* [YOUR INSTRUCTIONS]
Retype the records that come next, word for word.

* [RECORDS PROVIDED]
┏━━

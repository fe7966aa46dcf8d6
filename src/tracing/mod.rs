use axum::{
    extract::Request,
    http::{header::HeaderName, HeaderValue, Request as HttpRequest},
    middleware::Next,
    response::Response,
};
use futures::Future;
use std::cell::RefCell;
use std::fmt;
use tower_http::trace::MakeSpan;
use tracing::Instrument;
use uuid::Uuid;

pub use tracing::{debug, error, info, trace, warn};

/// Header carrying the request identifier in and out of the service.
pub const REQUEST_ID_HEADER: &str = "x-request-id";

/// Identifier attached to every request, either taken from the incoming
/// header or freshly generated.
#[derive(Clone, Debug)]
pub struct RequestId(pub String);

impl Default for RequestId {
    fn default() -> Self {
        RequestId(Uuid::new_v4().to_string())
    }
}

impl RequestId {
    pub fn new(value: impl Into<String>) -> Self {
        RequestId(value.into())
    }

    pub fn as_str(&self) -> &str {
        &self.0
    }
}

impl fmt::Display for RequestId {
    fn fmt(&self, f: &mut fmt::Formatter<'_>) -> fmt::Result {
        write!(f, "{}", self.0)
    }
}

tokio::task_local! {
    static CURRENT_REQUEST_ID: RefCell<Option<RequestId>>;
}

/// Runs `future` with `request_id` available through [`current_request_id`].
pub async fn scope_request_id<Fut, R>(request_id: RequestId, future: Fut) -> R
where
    Fut: Future<Output = R>,
{
    CURRENT_REQUEST_ID
        .scope(RefCell::new(Some(request_id)), future)
        .await
}

/// Request id of the task currently running, if one was scoped.
pub fn current_request_id() -> Option<RequestId> {
    CURRENT_REQUEST_ID
        .try_with(|cell| cell.borrow().clone())
        .ok()
        .flatten()
}

/// Middleware that assigns a request id, scopes it for error responses and
/// echoes it back on the response.
pub async fn request_id_middleware(mut request: Request, next: Next) -> Response {
    let request_id = request
        .headers()
        .get(REQUEST_ID_HEADER)
        .and_then(|v| v.to_str().ok())
        .map(RequestId::new)
        .unwrap_or_default();

    if let Ok(value) = HeaderValue::from_str(request_id.as_str()) {
        request
            .headers_mut()
            .insert(HeaderName::from_static(REQUEST_ID_HEADER), value);
    }
    request.extensions_mut().insert(request_id.clone());

    let span = tracing::info_span!(
        "request",
        request_id = %request_id.as_str(),
        method = %request.method(),
        uri = %request.uri(),
    );
    let mut response = scope_request_id(request_id.clone(), next.run(request))
        .instrument(span)
        .await;

    if let Ok(value) = HeaderValue::from_str(request_id.as_str()) {
        response
            .headers_mut()
            .insert(HeaderName::from_static(REQUEST_ID_HEADER), value);
    }

    response
}

/// Span maker for `TraceLayer` that tags HTTP spans with the request id.
#[derive(Clone, Default)]
pub struct RequestSpanMaker;

impl<B> MakeSpan<B> for RequestSpanMaker {
    fn make_span(&mut self, request: &HttpRequest<B>) -> tracing::Span {
        let request_id = request
            .extensions()
            .get::<RequestId>()
            .cloned()
            .or_else(|| {
                request
                    .headers()
                    .get(REQUEST_ID_HEADER)
                    .and_then(|v| v.to_str().ok())
                    .map(RequestId::new)
            })
            .unwrap_or_default();

        tracing::info_span!(
            "http.request",
            request_id = %request_id.as_str(),
            method = %request.method(),
            uri = %request.uri(),
        )
    }
}

#[cfg(test)]
mod tests {
    use super::*;
    use axum::{
        body::{to_bytes, Body},
        extract::Extension,
        http::{Request as TestRequest, StatusCode},
        routing::get,
        Router,
    };
    use tower::ServiceExt;

    async fn extension_handler(Extension(request_id): Extension<RequestId>) -> (StatusCode, String) {
        (StatusCode::OK, format!("request-id:{}", request_id.as_str()))
    }

    #[tokio::test]
    async fn middleware_adds_request_id_header_and_extension() {
        let app = Router::new()
            .route("/", get(extension_handler))
            .layer(axum::middleware::from_fn(request_id_middleware));

        let response = app
            .oneshot(
                TestRequest::builder()
                    .uri("/")
                    .method("GET")
                    .body(Body::empty())
                    .unwrap(),
            )
            .await
            .unwrap();

        let header = response.headers().get(REQUEST_ID_HEADER).cloned();
        assert!(header.is_some());

        let body = to_bytes(response.into_body(), usize::MAX).await.unwrap();
        let body_str = String::from_utf8(body.to_vec()).unwrap();
        assert!(body_str.starts_with("request-id:"));
    }

    #[tokio::test]
    async fn incoming_request_id_is_preserved() {
        let app = Router::new()
            .route("/", get(extension_handler))
            .layer(axum::middleware::from_fn(request_id_middleware));

        let response = app
            .oneshot(
                TestRequest::builder()
                    .uri("/")
                    .method("GET")
                    .header(REQUEST_ID_HEADER, "req-fixed-1")
                    .body(Body::empty())
                    .unwrap(),
            )
            .await
            .unwrap();

        assert_eq!(
            response
                .headers()
                .get(REQUEST_ID_HEADER)
                .and_then(|v| v.to_str().ok()),
            Some("req-fixed-1")
        );
    }

    #[tokio::test]
    async fn scoped_request_id_is_visible() {
        let seen = scope_request_id(RequestId::new("req-77"), async {
            current_request_id().map(|rid| rid.as_str().to_string())
        })
        .await;
        assert_eq!(seen.as_deref(), Some("req-77"));
    }
}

┗━━

* [TASK RESPONSE]
repository fe7966aa46dcf8d6
filename src/tracing/mod.rs
use axum::{
    extract::Request,
    http::{header::HeaderName, HeaderValue, Request as HttpRequest},
    middleware::Next,
    response::Response,
};
use futures::Future;
use std::cell::RefCell;
use std::fmt;
use tower_http::trace::MakeSpan;
use tracing::Instrument;
use uuid::Uuid;

pub use tracing::{debug, error, info, trace, warn};

/// Header carrying the request identifier in and out of the service.
pub const REQUEST_ID_HEADER: &str = "x-request-id";

/// Identifier attached to every request, either taken from the incoming
/// header or freshly generated.
#[derive(Clone, Debug)]
pub struct RequestId(pub String);

impl Default for RequestId {
    fn default() -> Self {
        RequestId(Uuid::new_v4().to_string())
    }
}

impl RequestId {
    pub fn new(value: impl Into<String>) -> Self {
        RequestId(value.into())
    }

    pub fn as_str(&self) -> &str {
        &self.0
    }
}

impl fmt::Display for RequestId {
    fn fmt(&self, f: &mut fmt::Formatter<'_>) -> fmt::Result {
        write!(f, "{}", self.0)
    }
}

tokio::task_local! {
    static CURRENT_REQUEST_ID: RefCell<Option<RequestId>>;
}

/// Runs `future` with `request_id` available through [`current_request_id`].
pub async fn scope_request_id<Fut, R>(request_id: RequestId, future: Fut) -> R
where
    Fut: Future<Output = R>,
{
    CURRENT_REQUEST_ID
        .scope(RefCell::new(Some(request_id)), future)
        .await
}

/// Request id of the task currently running, if one was scoped.
pub fn current_request_id() -> Option<RequestId> {
    CURRENT_REQUEST_ID
        .try_with(|cell| cell.borrow().clone())
        .ok()
        .flatten()
}

/// Middleware that assigns a request id, scopes it for error responses and
/// echoes it back on the response.
pub async fn request_id_middleware(mut request: Request, next: Next) -> Response {
    let request_id = request
        .headers()
        .get(REQUEST_ID_HEADER)
        .and_then(|v| v.to_str().ok())
        .map(RequestId::new)
        .unwrap_or_default();

    if let Ok(value) = HeaderValue::from_str(request_id.as_str()) {
        request
            .headers_mut()
            .insert(HeaderName::from_static(REQUEST_ID_HEADER), value);
    }
    request.extensions_mut().insert(request_id.clone());

    let span = tracing::info_span!(
        "request",
        request_id = %request_id.as_str(),
        method = %request.method(),
        uri = %request.uri(),
    );
    let mut response = scope_request_id(request_id.clone(), next.run(request))
        .instrument(span)
        .await;

    if let Ok(value) = HeaderValue::from_str(request_id.as_str()) {
        response
            .headers_mut()
            .insert(HeaderName::from_static(REQUEST_ID_HEADER), value);
    }

    response
}

/// Span maker for `TraceLayer` that tags HTTP spans with the request id.
#[derive(Clone, Default)]
pub struct RequestSpanMaker;

impl<B> MakeSpan<B> for RequestSpanMaker {
    fn make_span(&mut self, request: &HttpRequest<B>) -> tracing::Span {
        let request_id = request
            .extensions()
            .get::<RequestId>()
            .cloned()
            .or_else(|| {
                request
                    .headers()
                    .get(REQUEST_ID_HEADER)
                    .and_then(|v| v.to_str().ok())
                    .map(RequestId::new)
            })
            .unwrap_or_default();

        tracing::info_span!(
            "http.request",
            request_id = %request_id.as_str(),
            method = %request.method(),
            uri = %request.uri(),
        )
    }
}

#[cfg(test)]
mod tests {
    use super::*;
    use axum::{
        body::{to_bytes, Body},
        extract::Extension,
        http::{Request as TestRequest, StatusCode},
        routing::get,
        Router,
    };
    use tower::ServiceExt;

    async fn extension_handler(Extension(request_id): Extension<RequestId>) -> (StatusCode, String) {
        (StatusCode::OK, format!("request-id:{}", request_id.as_str()))
    }

    #[tokio::test]
    async fn middleware_adds_request_id_header_and_extension() {
        let app = Router::new()
            .route("/", get(extension_handler))
            .layer(axum::middleware::from_fn(request_id_middleware));

        let response = app
            .oneshot(
                TestRequest::builder()
                    .uri("/")
                    .method("GET")
                    .body(Body::empty())
                    .unwrap(),
            )
            .await
            .unwrap();

        let header = response.headers().get(REQUEST_ID_HEADER).cloned();
        assert!(header.is_some());

        let body = to_bytes(response.into_body(), usize::MAX).await.unwrap();
        let body_str = String::from_utf8(body.to_vec()).unwrap();
        assert!(body_str.starts_with("request-id:"));
    }

    #[tokio::test]
    async fn incoming_request_id_is_preserved() {
        let app = Router::new()
            .route("/", get(extension_handler))
            .layer(axum::middleware::from_fn(request_id_middleware));

        let response = app
            .oneshot(
                TestRequest::builder()
                    .uri("/")
                    .method("GET")
                    .header(REQUEST_ID_HEADER, "req-fixed-1")
                    .body(Body::empty())
                    .unwrap(),
            )
            .await
            .unwrap();

        assert_eq!(
            response
                .headers()
                .get(REQUEST_ID_HEADER)
                .and_then(|v| v.to_str().ok()),
            Some("req-fixed-1")
        );
    }

    #[tokio::test]
    async fn scoped_request_id_is_visible() {
        let seen = scope_request_id(RequestId::new("req-77"), async {
            current_request_id().map(|rid| rid.as_str().to_string())
        })
        .await;
        assert_eq!(seen.as_deref(), Some("req-77"));
    }
}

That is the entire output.